Budayawan Ngatawi Al Zastrouw menilai demonstrasi yang seharusnya menjadi media penyampai aspirasi justru memproduksi ketakutan dan kecemasan masyarakat. Menurutnya, saluran aspirasi harus memperhitungkan subtansi tujuan dan efektifitas cara mencapai tujuan. Karena jika tidak, penyaluran aspirasi ini malah bisa dimanfaatkan kelompok tertentu dengan narasi-narasi yang meradikalisasi menuju anarkisme untuk membuat suasana menjadi chaos dan konflik.
“Penting bagi masyarakat membangun aliansi anti narasi radikal dan anti tindakan anarkisme. Masyarakat harus terus memperkuat diri dengan cara menggali, mengeksplorasi suatu nilai-nilai luhur yang sudah ditanamkan oleh para leluhur bangsa ini dahulu,” kata Ngatawi di Semarang, Sabtu (17/10/2020).

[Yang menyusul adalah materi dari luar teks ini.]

//! # scoring-core: model-serving dispatch layer
//!
//! Holds a set of named, independently deployable models and answers
//! evaluation requests against them.
//!
//! ## Components
//!
//! - Values ([`value`]): the closed `Null | Scalar | List` variant carried by
//!   every request and response field.
//! - Evaluator capability ([`evaluator`]): the narrow interface a model
//!   engine implements. The reference engine lives in [`builtin`].
//! - Model registry ([`model_registry`]): concurrent id → model map with
//!   atomic publish on deploy and removal that never invalidates handles
//!   already in use.
//! - Dispatcher ([`dispatcher`]): batch evaluation, including the group-by
//!   aggregation applied to models that declare a grouping field.
//! - Tabular adapter ([`tabular`]): delimited text in, delimited text out.
//! - Service ([`service`]): the operations a transport exposes.
//!
//! ## Evaluation Flow
//!
//! ```text
//! table text ─► tabular::decode_table ─┐
//!                                      ▼
//! requests ─────────────────► dispatcher::evaluate_batch ─► registry.get(id)
//!                                      │                      (once per call)
//!                                      ▼
//!                            Evaluator::prepare / evaluate
//!                                      │
//! responses ◄──────────────────────────┤
//!                                      ▼
//! table text ◄─ tabular::encode_table ─┘
//! ```

pub mod builtin;
pub mod dispatcher;
pub mod error;
pub mod evaluator;
pub mod model_registry;
pub mod request;
pub mod service;
pub mod tabular;
pub mod value;

// Re-exports
pub use error::*;
pub use evaluator::{CompileError, EvaluationError, Evaluator, ModelCompiler, ModelSummary};
pub use model_registry::{DeployedModel, ModelRegistry};
pub use request::{EvaluationRequest, EvaluationResponse};
pub use service::ModelService;
pub use value::{FieldMap, Scalar, Value};
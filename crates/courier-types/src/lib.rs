//! # Courier Types
//!
//! The value types every stage of the message pipeline agrees on.
//!
//! ## Design Principles
//!
//! - **Immutable Envelopes**: An [`Envelope`] is built once, validated at
//!   construction, and never mutated afterwards.
//! - **Original Errors Survive**: Collaborator failures travel as [`BoxError`]
//!   so the pipeline can hand the exact failing value back to its caller.

#![cfg_attr(test, allow(clippy::unwrap_used))]
#![cfg_attr(test, allow(clippy::expect_used))]

pub mod envelope;
pub mod errors;

pub use envelope::{Envelope, EnvelopeBuilder};
pub use errors::*;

Menurutnya, pada dasarnya watak dari konstruksi budaya tradisi Nusantara itu adalah tradisi integratif dan harmoni. Hal inilah yang membuat bangsa Indonesia bisa bertahan sampai sekarang ini.
“Nah dari harmoni dan integrasi inilah yang sebetulnya bisa menyebabkan resiliensi, daya lenting, daya suspensif dari masyarakat kita agar terhindar dari narasi-narasi radikal,” ujarnya.

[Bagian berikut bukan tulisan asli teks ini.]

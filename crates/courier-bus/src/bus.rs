//! # Message Bus
//!
//! The outbound side of the pipeline: sending envelopes, and routing send
//! failures through the same suppress-or-propagate protocol the inbound
//! processor uses.

use crate::exception::{Disposition, PropagatingExceptionHandler, TracingExceptionHandler};
use async_trait::async_trait;
use courier_types::{is_cancellation, BoxError, Envelope};
use std::error::Error as StdError;
use std::fmt;
use std::sync::Arc;
use thiserror::Error;
use tokio_util::sync::CancellationToken;
use tracing::{debug, trace, warn};

/// Errors raised by bus implementations in this crate.
#[derive(Debug, Clone, PartialEq, Eq, Error)]
pub enum BusError {
    /// A batch send was requested with no envelopes.
    #[error("Envelope batch must not be empty")]
    EmptyBatch,

    /// The receiving side of the transport is gone.
    #[error("Message bus closed")]
    Closed,

    /// A batch can never fit in the transport's buffer at once.
    #[error("Batch of {size} envelopes exceeds channel capacity {capacity}")]
    BatchTooLarge { size: usize, capacity: usize },
}

/// Trait for sending envelopes to a transport.
#[async_trait]
pub trait MessageBus<M>: Send + Sync
where
    M: Send + Sync,
{
    /// Send a single envelope.
    async fn send(&self, envelope: &Envelope<M>, token: &CancellationToken) -> Result<(), BoxError>;

    /// Send an ordered batch of envelopes.
    async fn send_batch(
        &self,
        envelopes: &[Envelope<M>],
        token: &CancellationToken,
    ) -> Result<(), BoxError>;
}

/// Description of one failed send.
///
/// Always covers the full batch, even for a single-envelope send.
pub struct MessageBusExceptionContext<'a, M> {
    envelopes: &'a [Envelope<M>],
    error: &'a (dyn StdError + Send + Sync + 'static),
}

impl<'a, M> MessageBusExceptionContext<'a, M> {
    /// # Errors
    ///
    /// [`BusError::EmptyBatch`] if `envelopes` is empty.
    pub fn new(
        envelopes: &'a [Envelope<M>],
        error: &'a (dyn StdError + Send + Sync + 'static),
    ) -> Result<Self, BusError> {
        if envelopes.is_empty() {
            return Err(BusError::EmptyBatch);
        }
        Ok(Self { envelopes, error })
    }

    #[must_use]
    pub fn envelopes(&self) -> &'a [Envelope<M>] {
        self.envelopes
    }

    #[must_use]
    pub fn error(&self) -> &'a (dyn StdError + Send + Sync + 'static) {
        self.error
    }
}

impl<M> fmt::Debug for MessageBusExceptionContext<'_, M> {
    fn fmt(&self, f: &mut fmt::Formatter<'_>) -> fmt::Result {
        f.debug_struct("MessageBusExceptionContext")
            .field("envelopes", &self.envelopes.len())
            .field("error", &self.error.to_string())
            .finish()
    }
}

/// Trait for handlers that decide the fate of a failed send.
#[async_trait]
pub trait MessageBusExceptionHandler<M>: Send + Sync
where
    M: Send + Sync,
{
    async fn handle(
        &self,
        context: &MessageBusExceptionContext<'_, M>,
    ) -> Result<Disposition, BoxError>;
}

#[async_trait]
impl<M> MessageBusExceptionHandler<M> for PropagatingExceptionHandler
where
    M: Send + Sync + 'static,
{
    async fn handle(
        &self,
        _context: &MessageBusExceptionContext<'_, M>,
    ) -> Result<Disposition, BoxError> {
        Ok(Disposition::Propagate)
    }
}

#[async_trait]
impl<M> MessageBusExceptionHandler<M> for TracingExceptionHandler
where
    M: Send + Sync + 'static,
{
    async fn handle(
        &self,
        context: &MessageBusExceptionContext<'_, M>,
    ) -> Result<Disposition, BoxError> {
        let disposition = self.disposition();
        warn!(
            envelopes = context.envelopes().len(),
            first_message_id = ?context.envelopes().first().map(Envelope::message_id),
            error = %context.error(),
            suppressed = disposition.is_handled(),
            "Message send failed"
        );
        Ok(disposition)
    }
}

/// Fans a send failure out to an ordered list of bus exception handlers.
///
/// Same isolation rules as the inbound composite: inner failures are logged
/// and skipped, any suppression wins, and the call itself never fails.
pub struct CompositeMessageBusExceptionHandler<M> {
    handlers: Vec<Arc<dyn MessageBusExceptionHandler<M>>>,
}

impl<M> CompositeMessageBusExceptionHandler<M>
where
    M: Send + Sync + 'static,
{
    #[must_use]
    pub fn new(handlers: Vec<Arc<dyn MessageBusExceptionHandler<M>>>) -> Self {
        Self { handlers }
    }
}

#[async_trait]
impl<M> MessageBusExceptionHandler<M> for CompositeMessageBusExceptionHandler<M>
where
    M: Send + Sync + 'static,
{
    async fn handle(
        &self,
        context: &MessageBusExceptionContext<'_, M>,
    ) -> Result<Disposition, BoxError> {
        let mut disposition = Disposition::Propagate;
        for (index, handler) in self.handlers.iter().enumerate() {
            match handler.handle(context).await {
                Ok(decision) => disposition = disposition.or(decision),
                Err(e) => trace!(handler_index = index, error = %e, "Inner bus exception handler failed"),
            }
        }
        Ok(disposition)
    }
}

/// Routes send failures of an inner bus through an exception handler.
///
/// The original error is returned unless the handler suppresses it.
/// Cancellation is returned as-is without consulting the handler.
pub struct ExceptionHandlingMessageBus<M> {
    bus: Arc<dyn MessageBus<M>>,
    exception_handler: Arc<dyn MessageBusExceptionHandler<M>>,
}

impl<M> ExceptionHandlingMessageBus<M>
where
    M: Send + Sync + 'static,
{
    pub fn new(
        bus: Arc<dyn MessageBus<M>>,
        exception_handler: Arc<dyn MessageBusExceptionHandler<M>>,
    ) -> Self {
        Self {
            bus,
            exception_handler,
        }
    }

    async fn recover(&self, envelopes: &[Envelope<M>], error: BoxError) -> Result<(), BoxError> {
        if is_cancellation(error.as_ref()) {
            return Err(error);
        }

        let context = MessageBusExceptionContext::new(envelopes, error.as_ref())?;
        let disposition = match self.exception_handler.handle(&context).await {
            Ok(disposition) => disposition,
            Err(e) => {
                warn!(
                    original_error = %context.error(),
                    error = %e,
                    "Bus exception handler failed"
                );
                Disposition::Propagate
            }
        };

        if disposition.is_handled() {
            debug!(envelopes = envelopes.len(), error = %error, "Send failure suppressed");
            Ok(())
        } else {
            Err(error)
        }
    }
}

#[async_trait]
impl<M> MessageBus<M> for ExceptionHandlingMessageBus<M>
where
    M: Send + Sync + 'static,
{
    async fn send(&self, envelope: &Envelope<M>, token: &CancellationToken) -> Result<(), BoxError> {
        match self.bus.send(envelope, token).await {
            Ok(()) => Ok(()),
            Err(error) => self.recover(std::slice::from_ref(envelope), error).await,
        }
    }

    async fn send_batch(
        &self,
        envelopes: &[Envelope<M>],
        token: &CancellationToken,
    ) -> Result<(), BoxError> {
        if envelopes.is_empty() {
            return Err(Box::new(BusError::EmptyBatch));
        }

        match self.bus.send_batch(envelopes, token).await {
            Ok(()) => Ok(()),
            Err(error) => self.recover(envelopes, error).await,
        }
    }
}

#[cfg(test)]
mod tests {
    use super::*;
    use courier_types::Cancelled;
    use parking_lot::Mutex;
    use std::sync::atomic::{AtomicUsize, Ordering};

    #[derive(Debug, Error)]
    #[error("broker unavailable")]
    struct BrokerUnavailable;

    struct FailingBus {
        cancel: bool,
        calls: AtomicUsize,
    }

    impl FailingBus {
        fn new(cancel: bool) -> Arc<Self> {
            Arc::new(Self {
                cancel,
                calls: AtomicUsize::new(0),
            })
        }

        fn fail(&self) -> BoxError {
            self.calls.fetch_add(1, Ordering::SeqCst);
            if self.cancel {
                Box::new(Cancelled)
            } else {
                Box::new(BrokerUnavailable)
            }
        }
    }

    #[async_trait]
    impl MessageBus<String> for FailingBus {
        async fn send(&self, _: &Envelope<String>, _: &CancellationToken) -> Result<(), BoxError> {
            Err(self.fail())
        }

        async fn send_batch(
            &self,
            _: &[Envelope<String>],
            _: &CancellationToken,
        ) -> Result<(), BoxError> {
            Err(self.fail())
        }
    }

    struct Recording {
        outcome: Result<Disposition, &'static str>,
        batches: Mutex<Vec<Vec<String>>>,
    }

    impl Recording {
        fn new(outcome: Result<Disposition, &'static str>) -> Arc<Self> {
            Arc::new(Self {
                outcome,
                batches: Mutex::new(Vec::new()),
            })
        }
    }

    #[async_trait]
    impl MessageBusExceptionHandler<String> for Recording {
        async fn handle(
            &self,
            context: &MessageBusExceptionContext<'_, String>,
        ) -> Result<Disposition, BoxError> {
            self.batches.lock().push(
                context
                    .envelopes()
                    .iter()
                    .map(|e| e.message().clone())
                    .collect(),
            );
            self.outcome.map_err(BoxError::from)
        }
    }

    fn envelopes(messages: &[&str]) -> Vec<Envelope<String>> {
        messages.iter().map(|m| Envelope::new(m.to_string())).collect()
    }

    #[tokio::test]
    async fn test_single_send_is_routed_as_one_element_batch() {
        let handler = Recording::new(Ok(Disposition::Propagate));
        let bus: ExceptionHandlingMessageBus<String> =
            ExceptionHandlingMessageBus::new(FailingBus::new(false), handler.clone());

        let envelope = Envelope::new("foo".to_string());
        let err = bus.send(&envelope, &CancellationToken::new()).await.unwrap_err();

        assert!(err.downcast_ref::<BrokerUnavailable>().is_some());
        assert_eq!(*handler.batches.lock(), vec![vec!["foo".to_string()]]);
    }

    #[tokio::test]
    async fn test_batch_failure_suppressed() {
        let handler = Recording::new(Ok(Disposition::Suppressed));
        let bus: ExceptionHandlingMessageBus<String> =
            ExceptionHandlingMessageBus::new(FailingBus::new(false), handler.clone());

        bus.send_batch(&envelopes(&["a", "b"]), &CancellationToken::new())
            .await
            .unwrap();

        assert_eq!(
            *handler.batches.lock(),
            vec![vec!["a".to_string(), "b".to_string()]]
        );
    }

    #[tokio::test]
    async fn test_empty_batch_rejected_before_work() {
        let inner = FailingBus::new(false);
        let handler = Recording::new(Ok(Disposition::Suppressed));
        let bus: ExceptionHandlingMessageBus<String> =
            ExceptionHandlingMessageBus::new(inner.clone(), handler.clone());

        let err = bus.send_batch(&[], &CancellationToken::new()).await.unwrap_err();

        assert_eq!(err.downcast_ref::<BusError>(), Some(&BusError::EmptyBatch));
        assert_eq!(inner.calls.load(Ordering::SeqCst), 0);
        assert!(handler.batches.lock().is_empty());
    }

    #[tokio::test]
    async fn test_failing_handler_keeps_original_error() {
        let handler = Recording::new(Err("handler broke"));
        let bus: ExceptionHandlingMessageBus<String> =
            ExceptionHandlingMessageBus::new(FailingBus::new(false), handler);

        let err = bus
            .send(&Envelope::new("foo".to_string()), &CancellationToken::new())
            .await
            .unwrap_err();

        assert!(err.downcast_ref::<BrokerUnavailable>().is_some());
    }

    #[tokio::test]
    async fn test_cancellation_skips_handler() {
        let handler = Recording::new(Ok(Disposition::Suppressed));
        let bus: ExceptionHandlingMessageBus<String> =
            ExceptionHandlingMessageBus::new(FailingBus::new(true), handler.clone());

        let err = bus
            .send(&Envelope::new("foo".to_string()), &CancellationToken::new())
            .await
            .unwrap_err();

        assert!(err.downcast_ref::<Cancelled>().is_some());
        assert!(handler.batches.lock().is_empty());
    }

    #[tokio::test]
    async fn test_composite_bus_handler_any_suppression_wins() {
        let composite = CompositeMessageBusExceptionHandler::new(vec![
            Recording::new(Err("boom")) as Arc<dyn MessageBusExceptionHandler<String>>,
            Recording::new(Ok(Disposition::Suppressed)),
            Arc::new(PropagatingExceptionHandler),
        ]);

        let batch = envelopes(&["a"]);
        let error: BoxError = Box::new(BrokerUnavailable);
        let context = MessageBusExceptionContext::new(&batch, error.as_ref()).unwrap();

        assert_eq!(composite.handle(&context).await.unwrap(), Disposition::Suppressed);
    }

    #[test]
    fn test_context_rejects_empty_batch() {
        let error: BoxError = Box::new(BrokerUnavailable);
        let result = MessageBusExceptionContext::<String>::new(&[], error.as_ref());
        assert_eq!(result.unwrap_err(), BusError::EmptyBatch);
    }
}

Selain itu, lanjut Ngatawi, masyarakat juga harus ikut berperan aktif membuat kontra narasi terhadap narasi-narasi radikalisme ataupun narasi intoleransi. Untuk itu masyarakat harus memperkuat khazanah dan contoh-contohnya, baik perspektif yang hidup dalam tradisi, maupun dalam sistem nilai yang berkembang di masyarakat.
“Yang mana hal itu nantinya untuk kita aktualisasikan sebagai recources atau sumber untuk kita ramu, kita bangun dan kita konstruksi. Sehingga nantinya akan dapat menjadi narasi narasi yang bisa mengcounter terhadap gerakan radikalisme dan terorisme itu,” ujar dosen pasca sarjana Universitas Nahdatul Ulama Indonesia (Unusia) Jakarta ini
Selama ini, ia menilai penyebab suburnya narasi radikal dan tindakan anarkis ini dikarenakan kelompok-kelompok yang suka menyebarkan narasi radikal dan tindakan anarkis ini sudah menguasai ruang media.
“Ini dikarenalan ruang media itu tidak ada yang bisa mengontrol, sehingga mereka ini sangat produktif dalam memproduksi narasi radikal tersebut. Akhirnya seolah-olah menjadi subur. Karena hampir setiap hari dia (kelompok radikal) mengisi ruang itu,” ungkapnya.
Ia mencontohkan apa yang menjadi pemikiran-pemikiran posiitif para ulama seperti KH Ahmad Mustofa Bisri (Gus Mus), KH. Bahauddin Nursalim Gus Baha’ ataupun Habib Syech Abdul Qodir Assegaf dan ulama moderat lainnya. Tetapi sayangnya pemikiran positif itu tidak di mainstreaming-kan melalui media sosial, sehingga seolah-olah menjadi tidak subur.
“Maka dari itu kita harus mengimbangi gerak mereka dengan mengupload atau memposting dan mempublikasikan dari narasi-narasi positif ini ke publik atau ranah public melalui media social dan media lainnya. Karena selama ini saya lihat masih kurang dipublikasikan. Padahal orang-orang yang memiliki pemikiran positif itu sejatinya lebih banyak dibanding orang-orang dari kelompok-kelompok itu,” kata mantan Ketua Lembaga Seni Budaya Muslim Indonesia (Lesbumi) PBNU ini.